Peliamo e tritiamo finemente la cipolla e facciamola dorare in un tegame, con 4 cucchiai di olio evo. Poi aggiungiamo i pomodori, lo zucchero e il pepe e facciamo cuocere per 10 minuti. Trascorso questo tempo, allunghiamo il tutto con il brodo e lasciamo cuocere ancora per altri 5 minuti.

Nel frattempo, tostiamo il riso in una padella con due cucchiai di olio, fino a quando non comincia a soffriggere. A questo punto aggiungiamo il vino e facciamolo sfumare.

Adesso è il momento di cominciare a cuocere il riso aggiungendo, di volta in volta, il pomodoro con il brodo. La parte liquida nella pentola non dovrà mai essere abbondante. Ancora, durante la cottura il riso dovrà quasi attaccarsi alle pareti del tegame. Infine la fiamma non dovrà essere esagerata e dovremo inoltre stare molto attenti a mescolare in continuazione.

Intanto proseguiamo la nostra preparazione passando sulla piastra, quasi fino a farlo abbrustolire, 200 gr di caciocavallo a fettine. La restante parte verrà tagliata a tocchetti.
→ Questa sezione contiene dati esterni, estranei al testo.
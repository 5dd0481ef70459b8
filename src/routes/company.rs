use actix_web::{get, post, web, HttpRequest, HttpResponse};
use chrono::Utc;
use mongodb::bson::oid::ObjectId;

use crate::auth::identity;
use crate::database::parse_id;
use crate::error::{AppError, Result};
use crate::models::{
    company::{Company, CompanyJoinRequest, CompanyRequest, CompanyResponse},
    invite::{InviteLink, InviteRequest, InviteResponse},
    role::{belongs_to, Capability},
    user::{User, UserResponse, UserRole},
};
use crate::state::AppState;

/// The caller's profile, as long as it is not attached to a company yet.
fn unaffiliated_user(req: &HttpRequest) -> Result<User> {
    let identity = identity(req)?;
    let user = identity.user()?;
    if user.company_id.is_some() {
        return Err(AppError::conflict("USER_ALREADY_IN_COMPANY"));
    }
    Ok(user.clone())
}

/// Fails unless `supervisor_id` is a supervisor of `company_id`.
async fn check_supervisor(
    state: &AppState,
    company_id: &ObjectId,
    supervisor_id: &ObjectId,
) -> Result<()> {
    match User::find_by_id(&state.db, supervisor_id).await? {
        Some(supervisor)
            if supervisor.role == UserRole::Supervisor && belongs_to(&supervisor, company_id) =>
        {
            Ok(())
        }
        _ => Err(AppError::not_found("SUPERVISOR_NOT_FOUND")),
    }
}

/// Creates a company; its creator becomes the first executive.
#[post("/companies")]
pub async fn create_company(
    state: web::Data<AppState>,
    payload: web::Json<CompanyRequest>,
    req: HttpRequest,
) -> Result<HttpResponse> {
    let mut user = unaffiliated_user(&req)?;

    let mut company = Company::from_request(payload.into_inner(), user.id()?, Utc::now())?;
    let company_id = company.save(&state.db).await?;
    user.join_company(&state.db, company_id, UserRole::Executive, None)
        .await?;
    tracing::info!(company_id = %company_id, name = %company.name, "company created");
    Ok(HttpResponse::Created().body(company_id.to_string()))
}
#[get("/companies/{company_id}")]
pub async fn get_company(
    state: web::Data<AppState>,
    company_id: web::Path<String>,
    req: HttpRequest,
) -> Result<HttpResponse> {
    let identity = identity(&req)?;
    let user = identity.user()?;
    let company_id = parse_id(&company_id)?;
    if !belongs_to(user, &company_id) {
        return Err(AppError::PermissionDenied);
    }

    match Company::find_by_id(&state.db, &company_id).await? {
        Some(company) => Ok(HttpResponse::Ok().json(CompanyResponse::from(&company))),
        None => Err(AppError::not_found("COMPANY_NOT_FOUND")),
    }
}
#[post("/companies/{company_id}/invites")]
pub async fn create_invite(
    state: web::Data<AppState>,
    company_id: web::Path<String>,
    payload: web::Json<InviteRequest>,
    req: HttpRequest,
) -> Result<HttpResponse> {
    let identity = identity(&req)?;
    let issuer = identity.require(Capability::InviteTeamMembers)?;
    let company_id = parse_id(&company_id)?;
    if !belongs_to(issuer, &company_id) {
        return Err(AppError::PermissionDenied);
    }

    let mut invite = InviteLink::new(
        payload.into_inner(),
        issuer,
        company_id,
        state.settings.invite_ttl_days,
        Utc::now(),
    )?;
    if let (UserRole::Executive, Some(supervisor_id)) = (issuer.role, invite.supervisor_id) {
        check_supervisor(&state, &company_id, &supervisor_id).await?;
    }
    invite.save(&state.db).await?;
    tracing::info!(company_id = %company_id, role = ?invite.role, "invite link created");
    Ok(HttpResponse::Created().json(InviteResponse::from(&invite)))
}
#[post("/invites/{code}/join")]
pub async fn join_by_invite(
    state: web::Data<AppState>,
    code: web::Path<String>,
    req: HttpRequest,
) -> Result<HttpResponse> {
    let mut user = unaffiliated_user(&req)?;
    let now = Utc::now();

    let mut invite = InviteLink::find_by_code(&state.db, &code)
        .await?
        .ok_or_else(|| AppError::not_found("INVITE_NOT_FOUND"))?;
    invite.check_usable(&user.email, now)?;
    invite.mark_used(&state.db, now).await?;

    user.join_company(&state.db, invite.company_id, invite.role, invite.supervisor_id)
        .await?;
    Ok(HttpResponse::Ok().json(UserResponse::from(&user)))
}
#[post("/companies/{company_id}/join")]
pub async fn join_by_password(
    state: web::Data<AppState>,
    company_id: web::Path<String>,
    payload: web::Json<CompanyJoinRequest>,
    req: HttpRequest,
) -> Result<HttpResponse> {
    let mut user = unaffiliated_user(&req)?;
    let company_id = parse_id(&company_id)?;
    let payload = payload.into_inner();

    let company = Company::find_by_id(&state.db, &company_id)
        .await?
        .ok_or_else(|| AppError::not_found("COMPANY_NOT_FOUND"))?;
    let role = company
        .role_for_password(&payload.password)
        .ok_or(AppError::PermissionDenied)?;
    let supervisor_id = match (role, payload.supervisor_id.as_deref()) {
        (UserRole::TeamMember, Some(raw_id)) => {
            let supervisor_id = parse_id(raw_id)?;
            check_supervisor(&state, &company_id, &supervisor_id).await?;
            Some(supervisor_id)
        }
        _ => None,
    };

    user.join_company(&state.db, company_id, role, supervisor_id)
        .await?;
    Ok(HttpResponse::Ok().json(UserResponse::from(&user)))
}
use actix_web::{get, web, HttpRequest, HttpResponse};
use chrono::Utc;

use crate::auth::identity;
use crate::database::parse_id;
use crate::error::{AppError, Result};
use crate::models::{
    role::{belongs_to, can_view_team, Capability},
    user::UserRole,
};
use crate::progress::reducer::{aggregate_company, aggregate_team, build_leaderboard};
use crate::state::AppState;

#[get("/teams/{supervisor_id}/metrics")]
pub async fn get_team_metrics(
    state: web::Data<AppState>,
    supervisor_id: web::Path<String>,
    req: HttpRequest,
) -> Result<HttpResponse> {
    let identity = identity(&req)?;
    let viewer = identity.require(Capability::ViewTeamDashboard)?;
    let supervisor_id = parse_id(&supervisor_id)?;

    let supervisor = state
        .users
        .user(&supervisor_id)
        .await?
        .filter(|user| user.role == UserRole::Supervisor)
        .ok_or_else(|| AppError::not_found("SUPERVISOR_NOT_FOUND"))?;
    if !can_view_team(viewer, &supervisor) {
        return Err(AppError::PermissionDenied);
    }

    let members = state.users.team(&supervisor_id).await?;
    let metrics = aggregate_team(
        state.source.as_ref(),
        &supervisor,
        &members,
        Utc::now(),
        &state.settings.thresholds,
    )
    .await;
    Ok(HttpResponse::Ok().json(metrics))
}
#[get("/companies/{company_id}/dashboard")]
pub async fn get_company_dashboard(
    state: web::Data<AppState>,
    company_id: web::Path<String>,
    req: HttpRequest,
) -> Result<HttpResponse> {
    let identity = identity(&req)?;
    let viewer = identity.require(Capability::ViewCompanyDashboard)?;
    let company_id = parse_id(&company_id)?;
    if !belongs_to(viewer, &company_id) {
        return Err(AppError::PermissionDenied);
    }

    let users = state.users.company_users(&company_id).await?;
    let metrics = aggregate_company(
        state.source.as_ref(),
        &users,
        Utc::now(),
        &state.settings.thresholds,
    )
    .await;
    tracing::debug!(
        company_id = %company_id,
        users = metrics.user_count,
        failed = metrics.failed_count,
        "company dashboard aggregated"
    );
    Ok(HttpResponse::Ok().json(metrics))
}
#[get("/companies/{company_id}/leaderboard")]
pub async fn get_leaderboard(
    state: web::Data<AppState>,
    company_id: web::Path<String>,
    req: HttpRequest,
) -> Result<HttpResponse> {
    let identity = identity(&req)?;
    let viewer = identity.require(Capability::ViewLeaderboard)?;
    let company_id = parse_id(&company_id)?;
    if !belongs_to(viewer, &company_id) {
        return Err(AppError::PermissionDenied);
    }

    let users = state.users.company_users(&company_id).await?;
    let board = build_leaderboard(state.source.as_ref(), &users).await;
    Ok(HttpResponse::Ok().json(board))
}

#[cfg(test)]
mod tests {
    use super::*;
    use crate::auth::IdentityMiddlewareFactory;
    use crate::progress::memory::{
        completed_bold_action, supervisor, team_member, user, video_progress, MemorySource,
    };
    use crate::routes::{
        configure,
        tests::{bearer, test_state},
    };
    use actix_web::{http::StatusCode, test, App};
    use mongodb::bson::oid::ObjectId;
    use serde_json::Value;

    struct Company {
        id: ObjectId,
        lead_id: ObjectId,
        source: MemorySource,
    }

    /// One executive, one supervisor and three members; Dee's reads fail.
    fn company() -> Company {
        let id = ObjectId::new();
        let eve = user("Eve", UserRole::Executive, id, None);
        let ada = supervisor("Ada", id);
        let ben = team_member("Ben", id, &ada);
        let cal = team_member("Cal", id, &ada);
        let dee = team_member("Dee", id, &ada);

        let now = Utc::now();
        let mut source = MemorySource::default();
        source.add_training_progress(video_progress(ben._id.unwrap(), now));
        source.add_training_progress(video_progress(cal._id.unwrap(), now));
        source.add_bold_action(completed_bold_action(ben._id.unwrap(), now));
        source.fail_for(dee._id.unwrap());

        let lead_id = ada._id.unwrap();
        for member in [eve, ada, ben, cal, dee] {
            source.add_user(member);
        }
        Company {
            id,
            lead_id,
            source,
        }
    }

    async fn fetch(company: Company, uri: &str, auth_uid: &str) -> (StatusCode, Value) {
        let app = test::init_service(
            App::new()
                .app_data(test_state(company.source).await)
                .wrap(IdentityMiddlewareFactory)
                .configure(configure),
        )
        .await;
        let request = test::TestRequest::get()
            .uri(uri)
            .insert_header(bearer(auth_uid))
            .to_request();
        let response = test::call_service(&app, request).await;
        let status = response.status();
        let body = test::read_body(response).await;
        (status, serde_json::from_slice(&body).unwrap_or(Value::Null))
    }

    #[actix_web::test]
    async fn executive_dashboard_keeps_failed_members_in_the_count() {
        let company = company();
        let uri = format!("/companies/{}/dashboard", company.id);
        let (status, body) = fetch(company, &uri, "uid-Eve").await;

        assert_eq!(status, StatusCode::OK);
        assert_eq!(body["user_count"], 3);
        assert_eq!(body["failed_count"], 1);
        assert_eq!(body["weekly"]["trainings"]["completed"], 2);
        assert_eq!(body["weekly"]["trainings"]["denominator"], 3);
        assert_eq!(body["weekly"]["trainings"]["percentage"], 66.7);
        assert_eq!(body["weekly"]["trainings"]["status"], "warning");
        assert_eq!(body["weekly"]["bold_actions"]["status"], "critical");

        let team = &body["teams"][0];
        assert_eq!(team["supervisor_name"], "Ada");
        assert_eq!(team["team_size"], 3);
        assert_eq!(team["members"].as_array().unwrap().len(), 3);
        assert_eq!(team["members"][2]["fetch_failed"], true);
        assert!(team["members"][0].get("supervisor_id").is_none());
    }

    #[actix_web::test]
    async fn supervisors_cannot_open_the_company_dashboard() {
        let company = company();
        let uri = format!("/companies/{}/dashboard", company.id);
        let (status, _) = fetch(company, &uri, "uid-Ada").await;
        assert_eq!(status, StatusCode::FORBIDDEN);
    }

    #[actix_web::test]
    async fn supervisor_sees_their_team_metrics() {
        let company = company();
        let uri = format!("/teams/{}/metrics", company.lead_id);
        let (status, body) = fetch(company, &uri, "uid-Ada").await;

        assert_eq!(status, StatusCode::OK);
        assert_eq!(body["supervisor_name"], "Ada");
        assert_eq!(body["team_size"], 3);
        assert_eq!(body["weekly"]["bold_actions"]["completed"], 1);
        assert_eq!(body["four_week"]["trainings"]["denominator"], 12);
        assert_eq!(body["members"][0]["name"], "Ben");
        assert_eq!(body["members"][0]["weekly"]["trainings"], 1);
    }

    #[actix_web::test]
    async fn team_members_cannot_open_team_metrics() {
        let company = company();
        let uri = format!("/teams/{}/metrics", company.lead_id);
        let (status, _) = fetch(company, &uri, "uid-Ben").await;
        assert_eq!(status, StatusCode::FORBIDDEN);
    }
}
Quando il risotto sarà pronto, a fiamma spenta e tegame ancora caldo, aggiungiamo i tocchetti di caciocavallo, il sale se è il caso, infine il prezzemolo tritato finemente. Adesso amalgamiamo bene il tutto ed impiattiamo disponendo, in ultimo, le fettine di caciocavallo ripassate sulla piastra. Ecco dimostrato perché il risotto brusciato non è un errore in cucina, ma un piatto partenopeo unico e inconfondibile. Buon pranzo a tutti!